Major League Baseball's crisis of the moment will be worth the short-term distraction, Commissioner Rob Manfred said on Wednesday, if the league's effort restores balance to the product on the field. The league's enhanced enforcement of foreign-substance usage by pitchers has made mandatory umpire checks a strange new sight in every game.
"I'd like to make our fans comfortable that players are following the rules," Manfred said in a telephone interview. "I think that's really important in terms of the integrity of the game. In terms of the outcome piece of it, it is my expectation, and my hope, that what we are seeing in the early numbers turns out to be the overall result — that is, higher batting average, higher on-base percentage, higher slugging, lower strikeout rate, lower walk rate and less hit-by-pitches. That's what we're seeing right now, and we hope that holds."

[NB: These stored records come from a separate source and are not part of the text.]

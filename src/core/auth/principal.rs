//! Authenticated identities and their roles

use serde::{Deserialize, Serialize};
use uuid::Uuid;

/// Role held by a back-office account
#[derive(Debug, Clone, Copy, PartialEq, Eq, Hash, Serialize, Deserialize)]
#[serde(rename_all = "lowercase")]
pub enum Role {
    Admin,
    User,
}

impl Role {
    pub fn is_admin(self) -> bool {
        self == Role::Admin
    }
}

impl std::fmt::Display for Role {
    fn fmt(&self, f: &mut std::fmt::Formatter<'_>) -> std::fmt::Result {
        match self {
            Role::Admin => write!(f, "admin"),
            Role::User => write!(f, "user"),
        }
    }
}

/// Error returned when a role string is not recognised
#[derive(Debug, Clone, PartialEq, Eq, thiserror::Error)]
#[error("Unknown role: {0}")]
pub struct UnknownRole(pub String);

impl std::str::FromStr for Role {
    type Err = UnknownRole;

    fn from_str(s: &str) -> Result<Self, Self::Err> {
        match s.trim().to_ascii_lowercase().as_str() {
            "admin" => Ok(Role::Admin),
            "user" => Ok(Role::User),
            other => Err(UnknownRole(other.to_string())),
        }
    }
}

/// Identity and role extracted from the user store
#[derive(Debug, Clone, PartialEq, Eq, Serialize, Deserialize)]
#[serde(rename_all = "camelCase")]
pub struct Principal {
    pub id: Uuid,
    pub email: String,
    pub display_name: String,
    pub role: Role,
}

/// A principal together with its stored password hash.
///
/// Only the credential verifier sees this; everything downstream works
/// with [`Principal`].
#[derive(Debug, Clone)]
pub struct UserRecord {
    pub principal: Principal,
    pub password_hash: String,
}

/// Normalize an email address for lookup (trim + lowercase)
pub fn normalize_email(email: &str) -> String {
    email.trim().to_lowercase()
}
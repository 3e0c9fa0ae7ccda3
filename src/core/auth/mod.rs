//! Admin authentication
//!
//! Session lifecycle for the admin area:
//! - Credential verification against the user store
//! - Signed session tokens with an access and a refresh window
//! - Per-request renewal through the refresh engine
//! - Route gating for the protected prefixes
//! - A client-side guard that polls the session status
//!
//! The token, session, gate and guard types are shared with the browser
//! build; everything touching secrets or the user store is server only.

pub mod gate;
pub mod guard;
pub mod principal;
pub mod session;
pub mod token;

#[cfg(feature = "ssr")]
pub mod api;
#[cfg(feature = "ssr")]
pub mod cookies;
#[cfg(feature = "ssr")]
pub mod jwt;
#[cfg(feature = "ssr")]
pub mod middleware;
#[cfg(feature = "ssr")]
pub mod password;
#[cfg(feature = "ssr")]
pub mod refresh;
#[cfg(feature = "ssr")]
pub mod service;
#[cfg(feature = "ssr")]
pub mod verifier;


pub use gate::{GateDecision, RouteGuard};
pub use guard::{
    DEFAULT_POLL_INTERVAL, GuardExit, GuardHandle, Sleeper, StatusCheckError, StatusSource,
    guard_channel, run_guard, status_from_response,
};
pub use principal::{Principal, Role, UserRecord, normalize_email};
pub use session::{Session, SessionStatus, SessionUser, SignOutReason, next_refresh_hint};
pub use token::{SessionToken, TokenError, TokenState, TokenTtl};

#[cfg(feature = "ssr")]
pub use api::{AuthApiState, auth_api_router};
#[cfg(feature = "ssr")]
pub use cookies::SessionCookie;
#[cfg(feature = "ssr")]
pub use jwt::{JwtConfig, JwtError, JwtService};
#[cfg(feature = "ssr")]
pub use middleware::{AdminSession, MaybeSession, session_middleware};
#[cfg(feature = "ssr")]
pub use password::{BcryptVerifier, PasswordVerifier};
#[cfg(feature = "ssr")]
pub use refresh::{RefreshEngine, RefreshOutcome};
#[cfg(feature = "ssr")]
pub use service::{AuthError, AuthService, LoginRequest};
#[cfg(feature = "ssr")]
pub use verifier::CredentialVerifier;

With a limited schedule on Monday, the introduction of mandatory between-inning checks of pitchers by umpires went by without incident. But on Tuesday in Philadelphia, Washington's Max Scherzer reacted angrily to an inspection on the mound ordered by Phillies Manager Joe Girardi. And in Texas, Oakland reliever Sergio Romo comically removed his belt and dropped his pants when umpires checked him.
The Scherzer incident aside, Manfred said he was pleased with how the first two days had gone.
"The inspections have gone forward, the games haven't gotten longer, we've had no ejections," he said. "And the data seems to suggest that we're moving the game in the right direction, that we found a problem that needed to be addressed and it's being addressed."
The problem, the league said, was that too many pitchers had been using foreign substances to enhance the spin of their pitches. League officials, managers and even hitters had tacitly accepted this for years, because some substances — like sunscreen mixed with rosin — were thought to be relatively harmless ways for pitchers to improve their grip on slippery baseballs.
But with data showing just how effective elevated spin rates could be, pitchers began turning to stickier substances, like Spider Tack, to get an edge. The sport is now on pace for 5,000 more strikeouts than hits this season; before 2018, there had never been a season with more strikeouts than hits.
Asked if the league had been too slow to act, Manfred pointed to an incident in March 2020, when the Los Angeles Angels fired their visiting clubhouse manager, Bubba Harkins, for providing sticky concoctions to pitchers.